El Covid-19 marca un punto de inflexión para que los gobiernos presten mayor atención a la importancia que deben tener el bienestar mental y el apoyo psicosocial. Cualquiera de nosotros podría experimentar una crisis de salud mental o un trauma secundario debido a la incertidumbre, el miedo, la ansiedad y la angustia que resultan del aislamiento, las dificultades económicas, el aumento de la violencia familiar y los desafíos diarios de esta pandemia. Y debería ser más urgente que nos detuviéramos a pensar lo que esto significa para alguien cuya vida está confinada a cadenas. Independientemente de la edad, el género, la etnia, la condición socioeconómica o el origen cultural, la salud, incluida la salud mental, es uno de los derechos más básicos y necesarios de los seres humanos, garantizado por el Derecho Internacional y clave para alcanzar los Objetivos de Desarrollo Sostenible de las Naciones Unidas.

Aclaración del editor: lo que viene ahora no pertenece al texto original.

//! Hardcoded value detection patterns

use lazy_static::lazy_static;
use regex::Regex;

/// A pattern for detecting a hardcoded value
pub struct HardcodedPattern {
    pub name: &'static str,
    pub description: &'static str,
    pub regex: Regex,
    /// Extra check on the matched text, for patterns that over-match
    pub validate: Option<fn(&str) -> bool>,
}

impl HardcodedPattern {
    /// First match in `line` that passes validation
    pub fn find<'a>(&self, line: &'a str) -> Option<&'a str> {
        self.regex
            .find_iter(line)
            .map(|m| m.as_str())
            .find(|text| self.validate.map_or(true, |check| check(text)))
    }
}

/// Minimum Shannon entropy (bits per char) for a quoted token to count as a secret
const TOKEN_ENTROPY_THRESHOLD: f64 = 3.5;

/// Shannon entropy of a string in bits per character
pub fn shannon_entropy(text: &str) -> f64 {
    let len = text.chars().count();
    if len == 0 {
        return 0.0;
    }
    let mut counts = std::collections::HashMap::new();
    for c in text.chars() {
        *counts.entry(c).or_insert(0usize) += 1;
    }
    counts
        .values()
        .map(|&n| {
            let p = n as f64 / len as f64;
            -p * p.log2()
        })
        .sum()
}

fn is_high_entropy_token(quoted: &str) -> bool {
    let token = quoted.trim_matches(|c| c == '"' || c == '\'');
    let has_digit = token.chars().any(|c| c.is_ascii_digit());
    let has_alpha = token.chars().any(|c| c.is_ascii_alphabetic());
    has_digit && has_alpha && shannon_entropy(token) >= TOKEN_ENTROPY_THRESHOLD
}

lazy_static! {
    /// Hardcoded value patterns, most specific first. The first match names the hit.
    pub static ref HARDCODED_PATTERNS: Vec<HardcodedPattern> = vec![
        HardcodedPattern {
            name: "Private key",
            description: "PEM encoded private key material",
            regex: Regex::new(r"-----BEGIN (RSA |DSA |EC |OPENSSH )?PRIVATE KEY-----").unwrap(),
            validate: None,
        },
        HardcodedPattern {
            name: "GitHub token",
            description: "GitHub tokens start with 'ghp_', 'gho_', 'ghu_', 'ghs_' or 'ghr_'",
            regex: Regex::new(r"gh[pousr]_[A-Za-z0-9]{36}").unwrap(),
            validate: None,
        },
        HardcodedPattern {
            name: "AWS access key ID",
            description: "AWS access keys start with 'AKIA'",
            regex: Regex::new(r"AKIA[0-9A-Z]{16}").unwrap(),
            validate: None,
        },
        HardcodedPattern {
            name: "Stripe secret key",
            description: "Stripe secret keys start with 'sk_live_' or 'sk_test_'",
            regex: Regex::new(r"[sr]k_(live|test)_[0-9a-zA-Z]{24,}").unwrap(),
            validate: None,
        },
        HardcodedPattern {
            name: "API secret key",
            description: "Secret keys of the form 'sk-...'",
            regex: Regex::new(r"\bsk-[A-Za-z0-9]{20,}").unwrap(),
            validate: None,
        },
        HardcodedPattern {
            name: "Slack token",
            description: "Slack tokens start with 'xox'",
            regex: Regex::new(r"xox[baprs]-[0-9a-zA-Z-]{10,48}").unwrap(),
            validate: None,
        },
        HardcodedPattern {
            name: "Google API key",
            description: "Google API keys start with 'AIza'",
            regex: Regex::new(r"AIza[0-9A-Za-z\-_]{35}").unwrap(),
            validate: None,
        },
        HardcodedPattern {
            name: "Bearer token",
            description: "Authorization header value embedded in source",
            regex: Regex::new(r"(?i)\bbearer\s+[A-Za-z0-9\-_.=]{16,}").unwrap(),
            validate: None,
        },
        HardcodedPattern {
            name: "JWT",
            description: "JSON Web Token embedded in source",
            regex: Regex::new(r"eyJ[A-Za-z0-9_=-]{10,}\.eyJ[A-Za-z0-9_=-]+\.[A-Za-z0-9_.+/=-]*").unwrap(),
            validate: None,
        },
        HardcodedPattern {
            name: "Database connection string",
            description: "Connection URL for a database or broker",
            regex: Regex::new(r"(?i)\b(postgres(ql)?|mysql|mariadb|mongodb(\+srv)?|redis|amqp|mssql)://[^\s'\x22]+").unwrap(),
            validate: None,
        },
        HardcodedPattern {
            name: "Credential assignment",
            description: "Password, secret, key or token assigned a literal value",
            regex: Regex::new(r#"(?i)\w*(password|passwd|pwd|secret|api[_-]?key|apikey|access[_-]?key|auth[_-]?token|token)\w*['"]?\s*[:=]\s*[fbr]?['"][^'"\s]{4,}['"]"#).unwrap(),
            validate: None,
        },
        HardcodedPattern {
            name: "Loopback or private IP address",
            description: "Network address literal tied to one environment",
            regex: Regex::new(r"\b(127\.0\.0\.1|0\.0\.0\.0|10\.\d{1,3}\.\d{1,3}\.\d{1,3}|192\.168\.\d{1,3}\.\d{1,3}|172\.(1[6-9]|2\d|3[01])\.\d{1,3}\.\d{1,3})\b").unwrap(),
            validate: None,
        },
        HardcodedPattern {
            name: "Localhost hostname",
            description: "Loopback hostname literal",
            regex: Regex::new(r#"['"/@]localhost\b"#).unwrap(),
            validate: None,
        },
        HardcodedPattern {
            name: "Embedded URL",
            description: "Service endpoint written into source",
            regex: Regex::new(r#"\bhttps?://[^\s'"<>)]+"#).unwrap(),
            validate: None,
        },
        HardcodedPattern {
            name: "Absolute file path",
            description: "Filesystem location tied to one machine layout",
            regex: Regex::new(r#"['"](/(var|etc|usr|home|opt|tmp|srv|root|mnt|data|backup|Users)(/[^'"\s]*)?|[A-Za-z]:\\[^'"]*)['"]"#).unwrap(),
            validate: None,
        },
        HardcodedPattern {
            name: "Long numeric literal",
            description: "Account, phone or size value written inline",
            regex: Regex::new(r"\b\d{6,}\b").unwrap(),
            validate: None,
        },
        HardcodedPattern {
            name: "High-entropy token",
            description: "Quoted string that looks like a generated credential",
            regex: Regex::new(r#"['"][A-Za-z0-9+/_\-]{32,}={0,2}['"]"#).unwrap(),
            validate: Some(is_high_entropy_token),
        },
    ];
}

A medida que los países buscan un camino para reconstruir  mejor lo perdido y afectado en esta pandemia, los gobiernos deben centrarse en los que corren mayor riesgo, incluidos los cientos de miles de personas con discapacidad psicosocial en todo el mundo que han vivido y siguen viviendo encadenadas. Los riesgos de la pandemia para las personas encadenadas deberían ser un llamado de atención para que los gobiernos prohíban esta práctica, combatan el estigma asociado con la salud mental y desarrollen servicios comunitarios de calidad, accesibles y asequibles, incluido el apoyo psicosocial. Sodikin y muchos otros merecen una vida digna en lugar de cadenas.

Traducido e interpretado del informe de Kriti Sharma y Shantha Rau Barriga para Human Rights Watch.